One of the other things I'm looking for, and you also mentioned it, but I was going to drill down, like to put a slightly finer point on it. Sometimes, if you just watch it just for a second, you can see lung that flaps in and out of it. Yes. I think that's always good to look for. Also like also trying to scan a little bit up and a little bit down, but like, obviously, at least for me, you want to find that rib, climb over it, but it's also nice to be like pointing down if you have that lung, like that's like flapping in and out, like from a-- it's at the top and then it comes into the screen and goes away.

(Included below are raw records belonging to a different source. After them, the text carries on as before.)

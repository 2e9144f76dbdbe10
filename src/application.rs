// アプリケーション層モジュール
pub mod hello_handler;

// 再エクスポート
pub use hello_handler::HelloHandler;
/// Lambda実行コンテキスト
///
/// Lambdaプラットフォームが呼び出しごとに提供する実行環境情報を
/// 読み取り専用で保持する。エントリポイントがランタイムのContextから
/// 変換してハンドラーへ渡す。
use std::collections::HashMap;

use chrono::Utc;

/// Cognitoアイデンティティ情報
///
/// モバイルSDK経由でアイデンティティプール認証された呼び出しでのみ提供される。
#[derive(Debug, Clone, PartialEq, Eq)]
pub struct CognitoIdentity {
    /// CognitoアイデンティティID
    pub cognito_identity_id: String,
    /// CognitoアイデンティティプールID
    pub cognito_identity_pool_id: String,
}

/// 呼び出し元モバイルクライアントのアプリケーション情報
#[derive(Debug, Clone, PartialEq, Eq)]
pub struct MobileClient {
    /// インストールID
    pub installation_id: String,
    /// アプリパッケージ名
    pub app_package_name: String,
    /// アプリタイトル
    pub app_title: String,
    /// アプリバージョンコード
    pub app_version_code: String,
    /// アプリバージョン名
    pub app_version_name: String,
}

/// クライアントコンテキスト
///
/// モバイルSDK経由の呼び出しでのみ提供される。
#[derive(Debug, Clone, PartialEq, Eq)]
pub struct ClientContext {
    /// クライアントアプリケーション情報
    pub client: MobileClient,
    /// クライアント定義のカスタム値
    pub custom: HashMap<String, String>,
    /// クライアント環境情報
    pub env: HashMap<String, String>,
}

/// Lambda実行コンテキスト
///
/// 構築後に状態を変更する操作は持たない。実行期限は
/// `remaining_time_in_millis`経由でのみ参照する。
#[derive(Debug, Clone, PartialEq, Eq)]
pub struct InvocationContext {
    /// Lambda関数名
    pub function_name: String,
    /// Lambda関数バージョン
    pub function_version: String,
    /// 呼び出しに使用されたARN
    pub invoked_function_arn: String,
    /// メモリ上限（MB）
    pub memory_limit_in_mb: i32,
    /// 呼び出しリクエストID
    pub aws_request_id: String,
    /// CloudWatchロググループ名
    pub log_group_name: String,
    /// CloudWatchログストリーム名
    pub log_stream_name: String,
    /// Cognitoアイデンティティ情報
    pub identity: Option<CognitoIdentity>,
    /// クライアントコンテキスト
    pub client_context: Option<ClientContext>,
    /// 実行期限（Unixエポックからのミリ秒）
    deadline_ms: u64,
}

impl InvocationContext {
    /// テスト用に明示的な値で作成
    #[allow(clippy::too_many_arguments)]
    pub fn new(
        function_name: String,
        function_version: String,
        invoked_function_arn: String,
        memory_limit_in_mb: i32,
        aws_request_id: String,
        log_group_name: String,
        log_stream_name: String,
        identity: Option<CognitoIdentity>,
        client_context: Option<ClientContext>,
        deadline_ms: u64,
    ) -> Self {
        Self {
            function_name,
            function_version,
            invoked_function_arn,
            memory_limit_in_mb,
            aws_request_id,
            log_group_name,
            log_stream_name,
            identity,
            client_context,
            deadline_ms,
        }
    }

    /// 実行期限までの残り時間をミリ秒で返す
    ///
    /// 現在時刻と実行期限の差を返し、期限を過ぎている場合は0を返す。
    pub fn remaining_time_in_millis(&self) -> u64 {
        let now_ms = Utc::now().timestamp_millis().max(0) as u64;
        self.deadline_ms.saturating_sub(now_ms)
    }
}

impl From<&lambda_runtime::Context> for InvocationContext {
    /// ランタイムのContextから実行環境情報を取り込む
    ///
    /// identityとclient_contextはモバイルSDK経由の呼び出しでのみ
    /// 提供されるため、この変換では設定しない。
    fn from(context: &lambda_runtime::Context) -> Self {
        Self {
            function_name: context.env_config.function_name.clone(),
            function_version: context.env_config.version.clone(),
            invoked_function_arn: context.invoked_function_arn.clone(),
            memory_limit_in_mb: context.env_config.memory,
            aws_request_id: context.request_id.clone(),
            log_group_name: context.env_config.log_group.clone(),
            log_stream_name: context.env_config.log_stream.clone(),
            identity: None,
            client_context: None,
            deadline_ms: context.deadline,
        }
    }
}
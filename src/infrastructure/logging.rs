/// ログ基盤モジュール
///
/// Lambda環境向けの構造化ログ設定を提供する。
/// tracingクレートを使用し、JSON形式での出力をサポートする。
use std::sync::Once;

use tracing_subscriber::{layer::SubscriberExt, util::SubscriberInitExt, EnvFilter};

/// ログサブスクライバー初期化用の同期プリミティブ
static INIT: Once = Once::new();

/// Lambda環境向けのログサブスクライバーを初期化する
///
/// JSON形式での構造化ログ出力を設定し、環境変数`RUST_LOG`または
/// デフォルトのログレベル（info）でフィルタリングを行う。
///
/// この関数は複数回呼び出しても安全で、最初の呼び出しのみ初期化を実行する。
///
/// # 使用例
/// ```ignore
/// use hello_world::infrastructure::init_logging;
///
/// init_logging();
/// tracing::info!("Lambda function started");
/// ```
pub fn init_logging() {
    INIT.call_once(|| {
        // 環境変数からログレベルを取得、デフォルトはinfo
        let env_filter = EnvFilter::try_from_default_env().unwrap_or_else(|_| EnvFilter::new("info"));

        // JSON形式のログレイヤー（Lambda/CloudWatch向け）
        let json_layer = tracing_subscriber::fmt::layer()
            .json()
            .with_target(true)
            .with_file(true)
            .with_line_number(true)
            .flatten_event(true)
            .with_current_span(false);

        // サブスクライバーを構築して初期化
        tracing_subscriber::registry()
            .with(env_filter)
            .with(json_layer)
            .init();
    });
}

/// テスト用のログサブスクライバーを初期化する（人間が読みやすい形式）
///
/// # 注意
/// この関数はテスト専用であり、本番環境では`init_logging`を使用すること。
#[cfg(test)]
pub fn init_test_logging() {
    use std::sync::Once;
    static TEST_INIT: Once = Once::new();

    TEST_INIT.call_once(|| {
        let env_filter = EnvFilter::try_from_default_env().unwrap_or_else(|_| EnvFilter::new("debug"));

        let fmt_layer = tracing_subscriber::fmt::layer()
            .with_test_writer()
            .with_target(true)
            .compact();

        let _ = tracing_subscriber::registry()
            .with(env_filter)
            .with(fmt_layer)
            .try_init();
    });
}

#[cfg(test)]
mod tests {
    use super::*;

    /// ログ初期化が複数回呼び出しても安全であることを確認
    #[test]
    fn test_init_logging_idempotent() {
        // 複数回呼び出してもパニックしない
        init_test_logging();
        init_test_logging();
        init_test_logging();
    }

    /// 各ログレベルのマクロが使用可能であることを確認
    #[test]
    fn test_log_levels_available() {
        init_test_logging();

        // 各ログレベルのマクロが呼び出せることを確認
        tracing::error!("error level log");
        tracing::warn!("warn level log");
        tracing::info!("info level log");
        tracing::debug!("debug level log");
        tracing::trace!("trace level log");
    }

    /// コンテキスト情報付きログが出力できることを確認
    #[test]
    fn test_log_with_context() {
        init_test_logging();

        let request_id = "req-12345";
        let function_name = "hello-world";

        // 構造化フィールド付きログ
        tracing::info!(
            request_id = request_id,
            function_name = function_name,
            "リクエスト処理開始"
        );

        tracing::debug!(request_id = request_id, "診断情報出力完了");
    }

    /// JSON形式のログ設定が可能であることを確認
    /// （実際のJSON出力は目視確認またはログ収集システムで確認）
    #[test]
    fn test_json_logging_configuration() {
        // JSON形式設定自体がエラーにならないことを確認
        let env_filter = EnvFilter::new("info");
        let json_layer = tracing_subscriber::fmt::layer()
            .json()
            .with_target(true)
            .flatten_event(true);

        // レジストリに追加できることを確認
        let _subscriber = tracing_subscriber::registry()
            .with(env_filter)
            .with(json_layer);
    }

    /// spanを使用したコンテキスト追跡が機能することを確認
    #[test]
    fn test_span_context() {
        init_test_logging();

        let span = tracing::info_span!(
            "invocation",
            request_id = "req-123",
            function_name = "hello-world"
        );

        let _guard = span.enter();

        // span内でのログはコンテキストを継承
        tracing::info!("イベント受信");
        tracing::debug!(memory_limit_in_mb = 128, "実行環境情報");
    }
}
/// HelloWorldリクエストハンドラー
///
/// 受信イベントと実行コンテキストの診断情報をログへ出力し、
/// クエリ文字列パラメータから挨拶対象の名前を抽出して
/// API Gateway形式の200レスポンスを生成する。
use serde_json::Value;
use tracing::info;

use crate::domain::{GatewayResponse, GreetingBody};
use crate::infrastructure::InvocationContext;

/// クエリ文字列パラメータを格納するイベントキー
const QUERY_STRING_PARAMETERS_KEY: &str = "queryStringParameters";

/// 挨拶対象の名前を示すパラメータキー
const NAME_KEY: &str = "name";

/// nameが存在しない場合に参照するフォールバックキー
const NAME_FALLBACK_KEY: &str = "Name";

/// HelloWorldリクエストハンドラー
pub struct HelloHandler;

impl HelloHandler {
    /// イベントを処理して挨拶レスポンスを生成する
    ///
    /// イベントの形状は問わない。オブジェクト以外のイベントや
    /// 欠落したクエリ文字列パラメータも名前なしとして扱い、
    /// 常にステータス200のレスポンスを返す。
    ///
    /// # 処理フロー
    /// 1. 受信イベントと実行環境の診断情報を6行出力
    /// 2. クエリ文字列パラメータから名前を抽出
    /// 3. 挨拶ボディをテキスト形式で格納したレスポンスを構築
    pub fn handle(event: &Value, context: &InvocationContext) -> GatewayResponse {
        info!(event = %event, "Received event");
        info!(function_arn = %context.invoked_function_arn, "Lambda function ARN");
        info!(log_stream_name = %context.log_stream_name, "CloudWatch log stream name");
        info!(log_group_name = %context.log_group_name, "CloudWatch log group name");
        info!(request_id = %context.aws_request_id, "Lambda Request ID");
        info!(
            memory_limit_in_mb = context.memory_limit_in_mb,
            "Lambda function memory limits in MB"
        );

        let name = Self::extract_name(event);
        let body = GreetingBody::new(name);

        GatewayResponse::ok(body.to_string())
    }

    /// イベントから挨拶対象の名前を抽出する
    ///
    /// `queryStringParameters`オブジェクト内の`name`キーを参照し、
    /// 採用できない場合は`Name`キーへフォールバックする。
    /// イベントがオブジェクトでない場合や両キーとも採用できない場合はNone。
    fn extract_name(event: &Value) -> Option<&str> {
        let query_parameters = event.get(QUERY_STRING_PARAMETERS_KEY)?;

        Self::lookup_name(query_parameters, NAME_KEY)
            .or_else(|| Self::lookup_name(query_parameters, NAME_FALLBACK_KEY))
    }

    /// 指定キーの値を名前として採用できる場合に返す
    ///
    /// 文字列かつ空でない値のみを採用する。
    fn lookup_name<'a>(query_parameters: &'a Value, key: &str) -> Option<&'a str> {
        query_parameters
            .get(key)
            .and_then(Value::as_str)
            .filter(|name| !name.is_empty())
    }
}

It's always nice to-- Also like for those docs that do it. We do it similar to you, like a lot of times it's a mark and then go in rather than real time. For us, it's probably less than 10% of the time where we can do it real time, but not that I disagree with that. I think there's room for both ways.

[Dr. Paul Lewis]:
One more point as far as where you go. We talked about medial to lateral. Again, we'll also try to go, it's certainly the 7 centimeters, but that posterolateral aspect, that's also where I put my PleurX catheters and any drains. I think about the patient when they leave us with a chest tube, if I have that more posteriorly, that's still running over the soft tissues, the ribs, it may cross the ribs. We don't want that. If I enter that or place that to more laterally, it's coming out the side. Nurses can find it easier. Maybe the bandage is more secure there laterally, but for PleurX catheters, that allows us to track even more anteriorly for it to come out of the skin.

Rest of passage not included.